◆ **What this task involves**
Nothing but an exact copy of the records is expected here.

(Source material begins)

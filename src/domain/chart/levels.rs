//! Horizontal reference levels and the chart's input snapshot.

use serde::{Deserialize, Serialize};

use super::config::ChartTheme;
use super::value_objects::{Color, PriceRange, StrokeStyle};
use crate::domain::market_data::{PriceCandle, PricePoint};

/// Which guide a reference level represents. Variant order is draw order.
#[derive(Debug, Clone, Copy, PartialEq, Eq, Hash, PartialOrd, Ord, Serialize)]
pub enum LevelKind {
    Support,
    Resistance,
    MovingAverage(u32),
    CurrentPrice,
    Entry,
    StopLoss,
    TakeProfit1,
    TakeProfit2,
}

impl LevelKind {
    pub fn label(&self) -> String {
        match self {
            LevelKind::Support => "Support".to_string(),
            LevelKind::Resistance => "Resistance".to_string(),
            LevelKind::MovingAverage(period) => format!("EMA {}", period),
            LevelKind::CurrentPrice => "Current Price".to_string(),
            LevelKind::Entry => "Entry".to_string(),
            LevelKind::StopLoss => "Stop Loss".to_string(),
            LevelKind::TakeProfit1 => "TP1".to_string(),
            LevelKind::TakeProfit2 => "TP2".to_string(),
        }
    }

    /// Indicator overlays are dashed, trade levels solid.
    pub fn style(&self) -> StrokeStyle {
        match self {
            LevelKind::Support | LevelKind::Resistance | LevelKind::MovingAverage(_) => StrokeStyle::Dashed,
            _ => StrokeStyle::Solid,
        }
    }

    pub fn color(&self, theme: &ChartTheme) -> Color {
        match self {
            LevelKind::Support => theme.support,
            LevelKind::Resistance => theme.resistance,
            LevelKind::MovingAverage(100) => theme.ema_100,
            LevelKind::MovingAverage(200) => theme.ema_200,
            LevelKind::MovingAverage(_) => theme.ema_50,
            LevelKind::CurrentPrice => theme.current_price,
            LevelKind::Entry => theme.entry,
            LevelKind::StopLoss => theme.stop_loss,
            LevelKind::TakeProfit1 | LevelKind::TakeProfit2 => theme.take_profit,
        }
    }

    /// Shown in the legend under the chart
    pub fn is_indicator(&self) -> bool {
        matches!(self, LevelKind::Support | LevelKind::Resistance | LevelKind::MovingAverage(_))
    }
}

/// A horizontal guide ready to draw
#[derive(Debug, Clone, PartialEq, Serialize)]
pub struct ReferenceLevel {
    pub kind: LevelKind,
    pub price: f64,
    pub label: String,
    pub color: Color,
    pub style: StrokeStyle,
}

impl ReferenceLevel {
    pub fn new(kind: LevelKind, price: f64, theme: &ChartTheme) -> Self {
        Self {
            kind,
            price,
            label: kind.label(),
            color: kind.color(theme),
            style: kind.style(),
        }
    }

    pub fn caption(&self) -> String {
        format!("{}: {:.2}", self.label, self.price)
    }
}

/// Legend swatch for an indicator overlay
#[derive(Debug, Clone, PartialEq, Serialize)]
pub struct LegendEntry {
    pub label: String,
    pub color: Color,
    pub style: StrokeStyle,
}

/// Everything the chart draws besides the user's own markers.
///
/// Field names on the wire follow the host props (`currentPrice`,
/// `supportLevel`, `takeProfit1`, `ema50`, ...). Only `currentPrice` is
/// required.
#[derive(Debug, Clone, PartialEq, Serialize, Deserialize)]
#[serde(rename_all = "camelCase")]
pub struct ChartInputs {
    pub current_price: f64,
    #[serde(default)]
    pub support_level: Option<f64>,
    #[serde(default)]
    pub resistance_level: Option<f64>,
    #[serde(default)]
    pub entry_price: Option<f64>,
    #[serde(default)]
    pub stop_loss: Option<f64>,
    #[serde(default)]
    pub take_profit1: Option<f64>,
    #[serde(default)]
    pub take_profit2: Option<f64>,
    #[serde(default)]
    pub ema50: Option<f64>,
    #[serde(default)]
    pub ema100: Option<f64>,
    #[serde(default)]
    pub ema200: Option<f64>,
    #[serde(default)]
    pub candles: Vec<PriceCandle>,
    #[serde(default)]
    pub price_history: Vec<PricePoint>,
}

impl ChartInputs {
    pub fn new(current_price: f64) -> Self {
        Self {
            current_price,
            support_level: None,
            resistance_level: None,
            entry_price: None,
            stop_loss: None,
            take_profit1: None,
            take_profit2: None,
            ema50: None,
            ema100: None,
            ema200: None,
            candles: Vec::new(),
            price_history: Vec::new(),
        }
    }

    pub fn support(mut self, val: Option<f64>) -> Self {
        self.support_level = val;
        self
    }

    pub fn resistance(mut self, val: Option<f64>) -> Self {
        self.resistance_level = val;
        self
    }

    pub fn entry(mut self, val: Option<f64>) -> Self {
        self.entry_price = val;
        self
    }

    pub fn stop_loss(mut self, val: Option<f64>) -> Self {
        self.stop_loss = val;
        self
    }

    pub fn take_profits(mut self, tp1: Option<f64>, tp2: Option<f64>) -> Self {
        self.take_profit1 = tp1;
        self.take_profit2 = tp2;
        self
    }

    pub fn emas(mut self, ema50: Option<f64>, ema100: Option<f64>, ema200: Option<f64>) -> Self {
        self.ema50 = ema50;
        self.ema100 = ema100;
        self.ema200 = ema200;
        self
    }

    pub fn candles(mut self, candles: Vec<PriceCandle>) -> Self {
        self.candles = candles;
        self
    }

    pub fn price_history(mut self, history: Vec<PricePoint>) -> Self {
        self.price_history = history;
        self
    }

    /// Moving averages in ascending period order
    pub fn moving_averages(&self) -> [(u32, Option<f64>); 3] {
        [(50, self.ema50), (100, self.ema100), (200, self.ema200)]
    }

    /// Every level slot in draw order, present or not
    pub fn level_slots(&self) -> Vec<(LevelKind, Option<f64>)> {
        let mut slots = vec![
            (LevelKind::Support, self.support_level),
            (LevelKind::Resistance, self.resistance_level),
        ];
        slots.extend(
            self.moving_averages()
                .into_iter()
                .map(|(period, price)| (LevelKind::MovingAverage(period), price)),
        );
        slots.extend([
            (LevelKind::CurrentPrice, Some(self.current_price)),
            (LevelKind::Entry, self.entry_price),
            (LevelKind::StopLoss, self.stop_loss),
            (LevelKind::TakeProfit1, self.take_profit1),
            (LevelKind::TakeProfit2, self.take_profit2),
        ]);
        slots
    }

    /// Present levels in draw order. Missing or non-finite prices are skipped.
    pub fn reference_levels(&self, theme: &ChartTheme) -> Vec<ReferenceLevel> {
        self.level_slots()
            .into_iter()
            .filter_map(|(kind, price)| present(price).map(|p| ReferenceLevel::new(kind, p, theme)))
            .collect()
    }

    pub fn price_range(&self) -> PriceRange {
        let levels: Vec<Option<f64>> = self.level_slots().into_iter().map(|(_, price)| price).collect();
        compute_price_range(&self.candles, &self.price_history, &levels, self.current_price)
    }
}

fn present(price: Option<f64>) -> Option<f64> {
    price.filter(|p| p.is_finite())
}

/// Price extent of everything visible: every candle open/high/low/close, every
/// close of the fallback series and every present level, padded by 0.5%.
/// Falls back to `fallback_center × (1 ± 1%)` when nothing is visible.
pub fn compute_price_range(
    candles: &[PriceCandle],
    history: &[PricePoint],
    levels: &[Option<f64>],
    fallback_center: f64,
) -> PriceRange {
    let prices = levels
        .iter()
        .filter_map(|level| present(*level))
        .chain(candles.iter().flat_map(|c| c.prices()))
        .chain(history.iter().map(|p| p.close));
    PriceRange::from_prices(prices, fallback_center)
}

/// Legend rows for the indicator overlays that are present, in draw order
pub fn legend_entries(inputs: &ChartInputs, theme: &ChartTheme) -> Vec<LegendEntry> {
    inputs
        .reference_levels(theme)
        .into_iter()
        .filter(|level| level.kind.is_indicator())
        .map(|level| LegendEntry {
            label: level.label,
            color: level.color,
            style: level.style,
        })
        .collect()
}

(Source material ends)

◆ **Solution for this problem**
filename src/domain/chart/levels.rs
//! Horizontal reference levels and the chart's input snapshot.

use serde::{Deserialize, Serialize};

use super::config::ChartTheme;
use super::value_objects::{Color, PriceRange, StrokeStyle};
use crate::domain::market_data::{PriceCandle, PricePoint};

/// Which guide a reference level represents. Variant order is draw order.
#[derive(Debug, Clone, Copy, PartialEq, Eq, Hash, PartialOrd, Ord, Serialize)]
pub enum LevelKind {
    Support,
    Resistance,
    MovingAverage(u32),
    CurrentPrice,
    Entry,
    StopLoss,
    TakeProfit1,
    TakeProfit2,
}

impl LevelKind {
    pub fn label(&self) -> String {
        match self {
            LevelKind::Support => "Support".to_string(),
            LevelKind::Resistance => "Resistance".to_string(),
            LevelKind::MovingAverage(period) => format!("EMA {}", period),
            LevelKind::CurrentPrice => "Current Price".to_string(),
            LevelKind::Entry => "Entry".to_string(),
            LevelKind::StopLoss => "Stop Loss".to_string(),
            LevelKind::TakeProfit1 => "TP1".to_string(),
            LevelKind::TakeProfit2 => "TP2".to_string(),
        }
    }

    /// Indicator overlays are dashed, trade levels solid.
    pub fn style(&self) -> StrokeStyle {
        match self {
            LevelKind::Support | LevelKind::Resistance | LevelKind::MovingAverage(_) => StrokeStyle::Dashed,
            _ => StrokeStyle::Solid,
        }
    }

    pub fn color(&self, theme: &ChartTheme) -> Color {
        match self {
            LevelKind::Support => theme.support,
            LevelKind::Resistance => theme.resistance,
            LevelKind::MovingAverage(100) => theme.ema_100,
            LevelKind::MovingAverage(200) => theme.ema_200,
            LevelKind::MovingAverage(_) => theme.ema_50,
            LevelKind::CurrentPrice => theme.current_price,
            LevelKind::Entry => theme.entry,
            LevelKind::StopLoss => theme.stop_loss,
            LevelKind::TakeProfit1 | LevelKind::TakeProfit2 => theme.take_profit,
        }
    }

    /// Shown in the legend under the chart
    pub fn is_indicator(&self) -> bool {
        matches!(self, LevelKind::Support | LevelKind::Resistance | LevelKind::MovingAverage(_))
    }
}

/// A horizontal guide ready to draw
#[derive(Debug, Clone, PartialEq, Serialize)]
pub struct ReferenceLevel {
    pub kind: LevelKind,
    pub price: f64,
    pub label: String,
    pub color: Color,
    pub style: StrokeStyle,
}

impl ReferenceLevel {
    pub fn new(kind: LevelKind, price: f64, theme: &ChartTheme) -> Self {
        Self {
            kind,
            price,
            label: kind.label(),
            color: kind.color(theme),
            style: kind.style(),
        }
    }

    pub fn caption(&self) -> String {
        format!("{}: {:.2}", self.label, self.price)
    }
}

/// Legend swatch for an indicator overlay
#[derive(Debug, Clone, PartialEq, Serialize)]
pub struct LegendEntry {
    pub label: String,
    pub color: Color,
    pub style: StrokeStyle,
}

/// Everything the chart draws besides the user's own markers.
///
/// Field names on the wire follow the host props (`currentPrice`,
/// `supportLevel`, `takeProfit1`, `ema50`, ...). Only `currentPrice` is
/// required.
#[derive(Debug, Clone, PartialEq, Serialize, Deserialize)]
#[serde(rename_all = "camelCase")]
pub struct ChartInputs {
    pub current_price: f64,
    #[serde(default)]
    pub support_level: Option<f64>,
    #[serde(default)]
    pub resistance_level: Option<f64>,
    #[serde(default)]
    pub entry_price: Option<f64>,
    #[serde(default)]
    pub stop_loss: Option<f64>,
    #[serde(default)]
    pub take_profit1: Option<f64>,
    #[serde(default)]
    pub take_profit2: Option<f64>,
    #[serde(default)]
    pub ema50: Option<f64>,
    #[serde(default)]
    pub ema100: Option<f64>,
    #[serde(default)]
    pub ema200: Option<f64>,
    #[serde(default)]
    pub candles: Vec<PriceCandle>,
    #[serde(default)]
    pub price_history: Vec<PricePoint>,
}

impl ChartInputs {
    pub fn new(current_price: f64) -> Self {
        Self {
            current_price,
            support_level: None,
            resistance_level: None,
            entry_price: None,
            stop_loss: None,
            take_profit1: None,
            take_profit2: None,
            ema50: None,
            ema100: None,
            ema200: None,
            candles: Vec::new(),
            price_history: Vec::new(),
        }
    }

    pub fn support(mut self, val: Option<f64>) -> Self {
        self.support_level = val;
        self
    }

    pub fn resistance(mut self, val: Option<f64>) -> Self {
        self.resistance_level = val;
        self
    }

    pub fn entry(mut self, val: Option<f64>) -> Self {
        self.entry_price = val;
        self
    }

    pub fn stop_loss(mut self, val: Option<f64>) -> Self {
        self.stop_loss = val;
        self
    }

    pub fn take_profits(mut self, tp1: Option<f64>, tp2: Option<f64>) -> Self {
        self.take_profit1 = tp1;
        self.take_profit2 = tp2;
        self
    }

    pub fn emas(mut self, ema50: Option<f64>, ema100: Option<f64>, ema200: Option<f64>) -> Self {
        self.ema50 = ema50;
        self.ema100 = ema100;
        self.ema200 = ema200;
        self
    }

    pub fn candles(mut self, candles: Vec<PriceCandle>) -> Self {
        self.candles = candles;
        self
    }

    pub fn price_history(mut self, history: Vec<PricePoint>) -> Self {
        self.price_history = history;
        self
    }

    /// Moving averages in ascending period order
    pub fn moving_averages(&self) -> [(u32, Option<f64>); 3] {
        [(50, self.ema50), (100, self.ema100), (200, self.ema200)]
    }

    /// Every level slot in draw order, present or not
    pub fn level_slots(&self) -> Vec<(LevelKind, Option<f64>)> {
        let mut slots = vec![
            (LevelKind::Support, self.support_level),
            (LevelKind::Resistance, self.resistance_level),
        ];
        slots.extend(
            self.moving_averages()
                .into_iter()
                .map(|(period, price)| (LevelKind::MovingAverage(period), price)),
        );
        slots.extend([
            (LevelKind::CurrentPrice, Some(self.current_price)),
            (LevelKind::Entry, self.entry_price),
            (LevelKind::StopLoss, self.stop_loss),
            (LevelKind::TakeProfit1, self.take_profit1),
            (LevelKind::TakeProfit2, self.take_profit2),
        ]);
        slots
    }

    /// Present levels in draw order. Missing or non-finite prices are skipped.
    pub fn reference_levels(&self, theme: &ChartTheme) -> Vec<ReferenceLevel> {
        self.level_slots()
            .into_iter()
            .filter_map(|(kind, price)| present(price).map(|p| ReferenceLevel::new(kind, p, theme)))
            .collect()
    }

    pub fn price_range(&self) -> PriceRange {
        let levels: Vec<Option<f64>> = self.level_slots().into_iter().map(|(_, price)| price).collect();
        compute_price_range(&self.candles, &self.price_history, &levels, self.current_price)
    }
}

fn present(price: Option<f64>) -> Option<f64> {
    price.filter(|p| p.is_finite())
}

/// Price extent of everything visible: every candle open/high/low/close, every
/// close of the fallback series and every present level, padded by 0.5%.
/// Falls back to `fallback_center × (1 ± 1%)` when nothing is visible.
pub fn compute_price_range(
    candles: &[PriceCandle],
    history: &[PricePoint],
    levels: &[Option<f64>],
    fallback_center: f64,
) -> PriceRange {
    let prices = levels
        .iter()
        .filter_map(|level| present(*level))
        .chain(candles.iter().flat_map(|c| c.prices()))
        .chain(history.iter().map(|p| p.close));
    PriceRange::from_prices(prices, fallback_center)
}

/// Legend rows for the indicator overlays that are present, in draw order
pub fn legend_entries(inputs: &ChartInputs, theme: &ChartTheme) -> Vec<LegendEntry> {
    inputs
        .reference_levels(theme)
        .into_iter()
        .filter(|level| level.kind.is_indicator())
        .map(|level| LegendEntry {
            label: level.label,
            color: level.color,
            style: level.style,
        })
        .collect()
}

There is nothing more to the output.